Le monopole documentaire perdu

« Considérant que former une seule bibliothèque des bibliothèques spéciales des Facultés diverses, c'est à la fois associer les travaux des maîtres et faciliter les études des élèves, généraliser les ressources et introduire dans tout le service plus d'ordre et plus d'économie. » Ces propos du ministre H. Fortoul, en 1855, font étrangement écho à ceux des auteurs du décret du 4 juillet préconisant « que la gestion de tous les documents qui appartiennent à une université soit coordonnée par le service commun de la documentation » afin de mettre fin à une situation caractérisée par « une gestion morcelée, dont les résultats ne pouvaient être que partiels et parfois décevants, les bibliothèques d'institut et d'UER ne cessant de se multiplier et de se développer de façon irrationnelle et coûteuse ».

L'identité d'intentions, à près d'un siècle et demi de distance, nous éclaire sur une donnée permanente du problème : l'unité de gestion documentaire, aujourd'hui comme hier, n'est ni spontanément réalisée ni facile à maintenir. Etablie sur des bases extrêmement solides avec les débuts de la IIIe république elle a commencé à se défaire dès l'entre-deux-guerres, jusqu'à atteindre les proportions inacceptables que nous lui connaissons aujourd'hui.

Le monopole des débuts

Ce sont les différents ministres de l'Éducation des premiers gouvernements de la IIIe république qui ont réalisé, en pratique, l'unification documentaire préconisée par H. Fortoul. Leur attachement à cette unification attesté par de nombreux textes 2, s'est traduit par la mise en place d'un monopole documentaire très solide, dans le cadre des bibliothèques universitairès. Ce monopole, concrètement, fut établi sur une triple concentration: de l'organisation documentaire, des ressources financières affectées à la documentation universitaire, du personnel professionnel.
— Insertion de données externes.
//! Handlers for the `/jobs` resource: status polling and history.

use axum::extract::{Path, Query, State};
use axum::Json;
use zeus_db::models::job::{Job, JobListQuery};
use zeus_db::repositories::JobRepo;

use crate::engine::reconciler::JobView;
use crate::error::AppResult;
use crate::middleware::auth::AuthUser;
use crate::response::DataResponse;
use crate::state::AppState;

/// GET /api/v1/jobs/{job_id}
///
/// Poll one job by its backend identifier. Reconciles the backend's
/// authoritative state into the local record and returns the merged view.
/// Any authenticated principal may poll any job id.
pub async fn get_job(
    _user: AuthUser,
    State(state): State<AppState>,
    Path(job_id): Path<String>,
) -> AppResult<Json<JobView>> {
    let view = state.reconciler.status(&job_id).await?;
    Ok(Json(view))
}

/// GET /api/v1/jobs
///
/// The caller's own job history, newest first. Supports `limit` and
/// `offset` query parameters.
pub async fn list_jobs(
    user: AuthUser,
    State(state): State<AppState>,
    Query(params): Query<JobListQuery>,
) -> AppResult<Json<DataResponse<Vec<Job>>>> {
    let jobs = JobRepo::list_by_user(&state.pool, user.user_id, &params).await?;
    Ok(Json(DataResponse { data: jobs }))
}
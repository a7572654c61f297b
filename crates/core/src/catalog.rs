//! Catalog metadata describing what the execution backend can run.
//!
//! A module groups related scripts; identity of a script is the
//! `(module, script)` pair. These are the records the registry publishes
//! and the database mirrors at startup.

use serde::{Deserialize, Serialize};

/// Metadata for one executable script.
#[derive(Debug, Clone, PartialEq, Eq, Serialize, Deserialize)]
pub struct ScriptMetadata {
    /// Owning module, e.g. `"module1"`.
    pub module_name: String,
    /// Script name within the module, e.g. `"patient_analysis"`.
    pub name: String,
    pub display_name: String,
    pub description: String,
    /// Where the implementation lives, e.g. `"scripts/module1/patient_analysis"`.
    pub location: String,
}

/// Metadata for a module and the scripts it contains.
#[derive(Debug, Clone, PartialEq, Eq, Serialize, Deserialize)]
pub struct ModuleMetadata {
    pub name: String,
    pub display_name: String,
    pub description: String,
    pub scripts: Vec<ScriptMetadata>,
}
//! HTTP client for a remote queue service, using [`reqwest`].
//!
//! Wire contract:
//! - `POST {base}/tasks` with `{module_name, script_name?, parameters}`
//!   returns `201 {"task_id": "..."}`.
//! - `GET {base}/tasks/{id}` returns `200` with a tagged
//!   [`RemoteJobState`] body, or `404` when the id is unknown.

use std::time::Duration;

use async_trait::async_trait;
use serde::Deserialize;
use zeus_core::job::RemoteJobState;

use crate::{JobQueue, QueueError};

/// Response returned by the queue's submit endpoint.
#[derive(Debug, Deserialize)]
struct SubmitResponse {
    task_id: String,
}

/// HTTP-backed [`JobQueue`] implementation.
pub struct HttpJobQueue {
    client: reqwest::Client,
    base_url: String,
}

impl HttpJobQueue {
    /// Create a client for the queue service at `base_url`.
    ///
    /// Every request is bounded by `timeout`; a timed-out call surfaces as
    /// [`QueueError::Unavailable`].
    pub fn new(base_url: String, timeout: Duration) -> Result<Self, QueueError> {
        let client = reqwest::Client::builder()
            .timeout(timeout)
            .build()
            .map_err(|e| QueueError::Protocol(format!("failed to build HTTP client: {e}")))?;
        Ok(Self {
            client,
            base_url: base_url.trim_end_matches('/').to_string(),
        })
    }

    fn transport_error(err: reqwest::Error) -> QueueError {
        QueueError::Unavailable(err.to_string())
    }
}

#[async_trait]
impl JobQueue for HttpJobQueue {
    async fn submit(
        &self,
        module_name: &str,
        script_name: Option<&str>,
        parameters: &serde_json::Value,
    ) -> Result<String, QueueError> {
        let body = serde_json::json!({
            "module_name": module_name,
            "script_name": script_name,
            "parameters": parameters,
        });

        let response = self
            .client
            .post(format!("{}/tasks", self.base_url))
            .json(&body)
            .send()
            .await
            .map_err(Self::transport_error)?;

        let status = response.status();
        if !status.is_success() {
            let body = response.text().await.unwrap_or_default();
            return Err(QueueError::Protocol(format!(
                "submit returned {status}: {body}"
            )));
        }

        let submitted: SubmitResponse = response
            .json()
            .await
            .map_err(|e| QueueError::Protocol(format!("undecodable submit response: {e}")))?;

        tracing::debug!(task_id = %submitted.task_id, module = module_name, "Job submitted to remote queue");
        Ok(submitted.task_id)
    }

    async fn status(&self, external_id: &str) -> Result<Option<RemoteJobState>, QueueError> {
        let response = self
            .client
            .get(format!("{}/tasks/{external_id}", self.base_url))
            .send()
            .await
            .map_err(Self::transport_error)?;

        if response.status() == reqwest::StatusCode::NOT_FOUND {
            return Ok(None);
        }

        let status = response.status();
        if !status.is_success() {
            let body = response.text().await.unwrap_or_default();
            return Err(QueueError::Protocol(format!(
                "status returned {status}: {body}"
            )));
        }

        let state: RemoteJobState = response
            .json()
            .await
            .map_err(|e| QueueError::Protocol(format!("undecodable status response: {e}")))?;
        Ok(Some(state))
    }
}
La concentration de l'organisation documentaire a été considérée comme un principe intangible par les fondateurs des bibliothèques universitaires. Ainsi le ministre Fortoul, dans son arrêté du 18 mars 1855, impose-t-il la fusion des « bibliothèques spéciales » des facultés implantées dans une même ville (article 1er de l'arrêté). Jules Ferry, dans sa circulaire du 23 août 1879, fait sienne l'intention de son prédécesseur. Il évoque « le devoir de chercher activement tous les moyens d'opérer la réunion de nos dépôts ». C'est cependant le ministre R. Goblet qui établit le monopole documentaire des bibliothèques universitaires dans sa forme définitive. Ayant à approuver les règlements des bibliothèques universitaires il fait connaître par avance un certain nombre de « principes dont (il) est décidé à ne pas se départir » au premier rang desquels il fait figurer celui selon lequel « la bibliothèque universitaire, même quand elle a des sections différentes, est une, sauf certains cas tout à fait exceptionnels ». Par voie de conséquence il imposera le respect de ce principe dans ses arrêtés du 20 novembre 1886 approuvant les règlements des bibliothèques universitaires 3.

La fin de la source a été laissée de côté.